RBI’s Data Localization Sees Backlash From US, May Restrict H-1B Visas


In the latest move in a back-and-forth between Indian regulators and foreign companies, the United States has allegedly told India that it is considering restricting the popular H-1B work visas for the country. This is a risky move for India’s position in the global labour market, as over 70% of all H-1B visa applicants are Indians.

This move is reportedly due to mounting tensions over India’s data localization norms. The financial regulator of the country, the Reserve Bank of India, has been mulling over localizing payment data of international companies. This is reportedly a move to consolidate the regulator’s reach in digital payments.



However, many companies such as Mastercard, Facebook, Amazon and more are finding difficulties in the data localization procedure. The norms ascribed by the RBI state that payments data must be stored exclusively in India, and not in any other country.
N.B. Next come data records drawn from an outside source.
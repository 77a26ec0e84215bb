use blockfs::io::{BlockStorage, FileBlockEmulator, FileBlockEmulatorBuilder};
use blockfs::{FileHandle, FileSystem, FsError, Geometry, OpenMode};
use tempfile::NamedTempFile;

fn device(geometry: &Geometry) -> FileBlockEmulator {
    FileBlockEmulatorBuilder::from(tempfile::tempfile().unwrap())
        .with_capacity(geometry.capacity())
        .build()
        .expect("Could not initialize disk emulator.")
}

fn fresh(geometry: Geometry) -> FileSystem<FileBlockEmulator> {
    FileSystem::format(device(&geometry), geometry).unwrap()
}

fn remount(fs: FileSystem<FileBlockEmulator>) -> FileSystem<FileBlockEmulator> {
    let geometry = *fs.geometry();
    FileSystem::mount(fs.into_device(), geometry).unwrap()
}

fn contents(fs: &mut FileSystem<FileBlockEmulator>, handle: FileHandle) -> Vec<u8> {
    fs.read_from_file(handle, None).unwrap()
}

#[test]
fn can_initialize_disk_with_filesystem() {
    let tf = NamedTempFile::new().unwrap();
    let geometry = Geometry::default();

    // Prepare the medium with the file system layout.
    let dev = FileBlockEmulatorBuilder::from(tf.reopen().unwrap())
        .with_capacity(geometry.capacity())
        .build()
        .unwrap();
    FileSystem::format(dev, geometry).unwrap();

    // Reattach without clearing and verify the initial layout.
    let dev = FileBlockEmulatorBuilder::from(tf.reopen().unwrap())
        .with_capacity(geometry.capacity())
        .clear_medium(false)
        .build()
        .unwrap();
    let fs = FileSystem::mount(dev, geometry).unwrap();
    assert!(fs.ls().is_empty());
    assert_eq!(fs.free_blocks(), 220);
    fs.verify().unwrap();
}

#[test]
fn unformatted_medium_is_rejected() {
    let geometry = Geometry::default();
    let result = FileSystem::mount(device(&geometry), geometry);
    assert!(matches!(result, Err(FsError::CorruptSnapshot(_))));
}

#[test]
fn mounting_with_another_layout_is_rejected() {
    let fs = fresh(Geometry::default());
    let other = Geometry::new(64, 3200, 10240).unwrap();
    let result = FileSystem::mount(fs.into_device(), other);
    assert!(matches!(result, Err(FsError::CorruptSnapshot(_))));
}

#[test]
fn snapshot_with_a_bad_block_address_is_rejected() {
    let geometry = Geometry::default();
    let mut fs = fresh(geometry);
    let h = fs.open("f", OpenMode::Write).unwrap();
    fs.write_to_file(h, &[7; 40], None).unwrap();
    let mut dev = fs.into_device();

    // Point the file's first block one byte off its boundary.
    let mut region = vec![0; geometry.metadata_size() as usize];
    dev.read_at(0, &mut region).unwrap();
    // The 40 byte header also records 3200 as the metadata size.
    let first = 3200_u64.to_le_bytes();
    let at = 40 + region[40..]
        .windows(first.len())
        .position(|w| w == &first[..])
        .expect("block address in snapshot");
    region[at..at + first.len()].copy_from_slice(&3201_u64.to_le_bytes());
    dev.write_at(0, &region).unwrap();

    let result = FileSystem::mount(dev, geometry);
    assert!(matches!(result, Err(FsError::CorruptSnapshot(_))));
}

#[test]
fn huge_arguments_are_out_of_space() {
    let mut fs = fresh(Geometry::default());
    let h = fs.open("f", OpenMode::WriteUpdate).unwrap();
    fs.write_to_file(h, b"keep", None).unwrap();

    assert!(matches!(fs.truncate_file(h, u64::MAX), Err(FsError::OutOfSpace)));
    assert!(matches!(
        fs.move_within_file(h, i64::MAX, 0, i64::MAX),
        Err(FsError::OutOfSpace)
    ));
    assert!(matches!(fs.write_to_file(h, b"x", Some(i64::MAX)), Err(FsError::OutOfSpace)));

    assert_eq!(contents(&mut fs, h), b"keep");
    assert_eq!(fs.free_blocks(), 219);
    fs.verify().unwrap();
}

#[test]
fn image_is_created_once_and_reopened() {
    let dir = tempfile::tempdir().unwrap();
    let image = dir.path().join("sample.dat");

    {
        let mut fs = FileSystem::open_image(&image, Geometry::default()).unwrap();
        let h = fs.open("/docs/readme", OpenMode::Write).unwrap();
        fs.write_to_file(h, b"persisted", None).unwrap();
        fs.sync().unwrap();
    }

    let mut fs = FileSystem::open_image(&image, Geometry::default()).unwrap();
    fs.chdir("docs").unwrap();
    let h = fs.open("readme", OpenMode::Read).unwrap();
    assert_eq!(contents(&mut fs, h), b"persisted");
}

#[test]
fn forty_bytes_then_truncate_to_ten() {
    let mut fs = fresh(Geometry::default());
    fs.create("a").unwrap();
    let h = fs.open("a", OpenMode::ReadUpdate).unwrap();

    fs.write_to_file(h, &[b'x'; 40], None).unwrap();
    let stat = fs.stat(h).unwrap();
    assert_eq!((stat.size, stat.blocks.len()), (40, 2));
    assert_eq!(fs.free_blocks(), 218);

    assert_eq!(fs.truncate_file(h, 10).unwrap(), 1);
    let stat = fs.stat(h).unwrap();
    assert_eq!((stat.size, stat.blocks.len()), (10, 1));
    assert_eq!(fs.free_blocks(), 219);
    assert_eq!(contents(&mut fs, h), vec![b'x'; 10]);

    // The freed block is the first one handed out again.
    let other = fs.open("b", OpenMode::Write).unwrap();
    fs.write_to_file(other, b"!", None).unwrap();
    assert_eq!(fs.stat(other).unwrap().blocks, vec![3232]);
}

#[test]
fn move_within_overlapping_spans() {
    let mut fs = fresh(Geometry::default());
    let h = fs.open("f", OpenMode::WriteUpdate).unwrap();
    fs.write_to_file(h, b"ABCDEFGH", Some(0)).unwrap();

    fs.move_within_file(h, 2, 0, 4).unwrap();
    assert_eq!(contents(&mut fs, h), b"CDEF\0\0GH");
}

#[test]
fn read_after_write_for_many_lengths() {
    let mut fs = fresh(Geometry::default());
    for len in [0, 1, 31, 32, 33, 64, 65, 200] {
        let h = fs.open("f", OpenMode::WriteUpdate).unwrap();
        let data: Vec<u8> = (0..len).map(|i| (i * 7 % 251) as u8 + 1).collect();
        fs.write_to_file(h, &data, Some(0)).unwrap();
        assert_eq!(fs.read_from_file(h, Some((0, len as i64))).unwrap(), data);
        fs.close(h).unwrap();
    }
    fs.verify().unwrap();
}

#[test]
fn writing_past_the_end_reads_back_zeroes() {
    let mut fs = fresh(Geometry::default());
    let h = fs.open("f", OpenMode::WriteUpdate).unwrap();
    fs.write_to_file(h, b"head", None).unwrap();
    fs.write_to_file(h, b"tail", Some(100)).unwrap();

    assert_eq!(fs.read_from_file(h, Some((4, 96))).unwrap(), vec![0; 96]);
    assert_eq!(fs.read_from_file(h, Some((100, 4))).unwrap(), b"tail");
    assert!(fs.read_from_file(h, Some((105, 4))).unwrap().is_empty());
    let stat = fs.stat(h).unwrap();
    assert_eq!((stat.size, stat.blocks.len()), (104, 4));
}

#[test]
fn snapshot_survives_remount() {
    let mut fs = fresh(Geometry::default());
    fs.mkdir("/a/b").unwrap();
    fs.create("/a/empty").unwrap();
    for (path, len) in [("/a/b/one", 50), ("/two", 7), ("/a/three", 64)] {
        let h = fs.open(path, OpenMode::Write).unwrap();
        fs.write_to_file(h, &vec![len as u8; len], None).unwrap();
        fs.close(h).unwrap();
    }
    fs.delete_file("/two").unwrap();
    let map = fs.show_memory_map();
    let free = fs.free_blocks();

    let mut fs = remount(fs);
    assert_eq!(fs.show_memory_map(), map);
    assert_eq!(fs.free_blocks(), free);
    fs.verify().unwrap();

    let h = fs.open("/a/b/one", OpenMode::Read).unwrap();
    assert_eq!(contents(&mut fs, h), vec![50; 50]);
}

#[test]
fn oversized_snapshot_keeps_the_last_good_one() {
    let geometry = Geometry::new(32, 256, 256 + 32 * 8).unwrap();
    let mut fs = fresh(geometry);

    let mut created = Vec::new();
    let mut rejected = false;
    for i in 0..32 {
        let name = format!("file{:02}", i);
        match fs.create(&name) {
            Ok(()) => created.push(name),
            Err(FsError::SnapshotTooLarge { budget, .. }) => {
                assert_eq!(budget, 256);
                rejected = true;
                break;
            }
            Err(e) => panic!("unexpected error {}", e),
        }
    }
    assert!(rejected);
    assert!(!created.is_empty());

    let fs = remount(fs);
    let names: Vec<String> = fs.ls().into_iter().map(|e| e.name).collect();
    assert_eq!(names, created);
}

#[test]
fn out_of_space_changes_nothing() {
    let geometry = Geometry::new(32, 256, 256 + 32 * 4).unwrap();
    let mut fs = fresh(geometry);
    let f = fs.open("f", OpenMode::WriteUpdate).unwrap();
    fs.write_to_file(f, &[3; 100], None).unwrap();
    assert_eq!(fs.free_blocks(), 0);

    let g = fs.open("g", OpenMode::WriteUpdate).unwrap();
    assert!(matches!(fs.write_to_file(g, b"x", None), Err(FsError::OutOfSpace)));
    assert!(matches!(fs.write_to_file(f, b"x", Some(128)), Err(FsError::OutOfSpace)));
    assert!(matches!(fs.truncate_file(g, 1), Err(FsError::OutOfSpace)));

    assert_eq!(fs.stat(g).unwrap().size, 0);
    assert_eq!(contents(&mut fs, f), vec![3; 100]);
    fs.verify().unwrap();

    // Truncating f makes room for g.
    fs.truncate_file(f, 64).unwrap();
    fs.write_to_file(g, b"x", None).unwrap();
    fs.verify().unwrap();
}

/// Small deterministic generator so the mixed workload is reproducible.
struct Lcg(u64);

impl Lcg {
    fn below(&mut self, n: u64) -> u64 {
        self.0 = self.0.wrapping_mul(6364136223846793005).wrapping_add(1442695040888963407);
        (self.0 >> 33) % n
    }
}

fn model_write(model: &mut Vec<u8>, data: &[u8], at: usize) {
    if model.len() < at + data.len() {
        model.resize(at + data.len(), 0);
    }
    model[at..at + data.len()].copy_from_slice(data);
}

#[test]
fn mixed_workload_matches_a_byte_vector_model() {
    let mut fs = fresh(Geometry::default());
    let mut rng = Lcg(0x5eed);
    let names = ["/x", "/d/y", "/d/e/z"];
    let handles: Vec<FileHandle> = names
        .iter()
        .map(|name| fs.open(name, OpenMode::WriteUpdate).unwrap())
        .collect();
    let mut models = vec![Vec::new(); names.len()];

    for step in 0..300 {
        let which = rng.below(names.len() as u64) as usize;
        let (h, model) = (handles[which], &mut models[which]);
        let fill = (step % 250) as u8 + 1;
        match rng.below(4) {
            0 => {
                let data = vec![fill; rng.below(80) as usize];
                fs.write_to_file(h, &data, None).unwrap();
                model.extend_from_slice(&data);
            }
            1 => {
                let at = rng.below(200) as usize;
                let data = vec![fill; rng.below(50) as usize];
                fs.write_to_file(h, &data, Some(at as i64)).unwrap();
                if at > model.len() {
                    model.resize(at, 0);
                }
                model_write(model, &data, at);
            }
            2 => {
                let size = rng.below(150) as usize;
                fs.truncate_file(h, size as u64).unwrap();
                model.resize(size, 0);
            }
            _ => {
                let (src, dst, len) = (rng.below(150) as usize, rng.below(150) as usize, rng.below(40) as usize);
                fs.move_within_file(h, src as i64, dst as i64, len as i64).unwrap();
                let captured = if src >= model.len() {
                    Vec::new()
                } else {
                    model[src..(src + len).min(model.len())].to_vec()
                };
                model_write(model, &vec![0; len], src);
                model_write(model, &captured, dst);
            }
        }

        assert_eq!(contents(&mut fs, h), *model, "step {}", step);
        let stat = fs.stat(h).unwrap();
        assert_eq!(stat.blocks.len() as u64, (stat.size + 31) / 32);
        fs.verify().unwrap();
    }

    // Everything written is still there after a remount.
    let mut fs = remount(fs);
    for (name, model) in names.iter().zip(&models) {
        let h = fs.open(name, OpenMode::Read).unwrap();
        assert_eq!(contents(&mut fs, h), *model);
        fs.close(h).unwrap();
    }
}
The move, if confirmed, would be a huge blow to the IT industry in India. As mentioned previously, a majority of H-1B visa applicants are Indians. Various companies also engage in consulting and outsourcing services using Indian manpower, most prominent among them being Tata Consultancy Services, Wipro and Infosys.

The RBI has also recently undertaken a meeting to see how existing data localization norms can be revamped to suit the needs of foreign companies. Apart from pressure from the United States, companies have also been opposing the move as it requires additional expenditure and infrastructure.

As a part of the meeting, regulators assured companies that a better move would be made with respect to the norm. It was also mentioned that the RBI did not specify what kind of data they wanted to be stored and what they did not want to be stored, leading to further confusion in the companies.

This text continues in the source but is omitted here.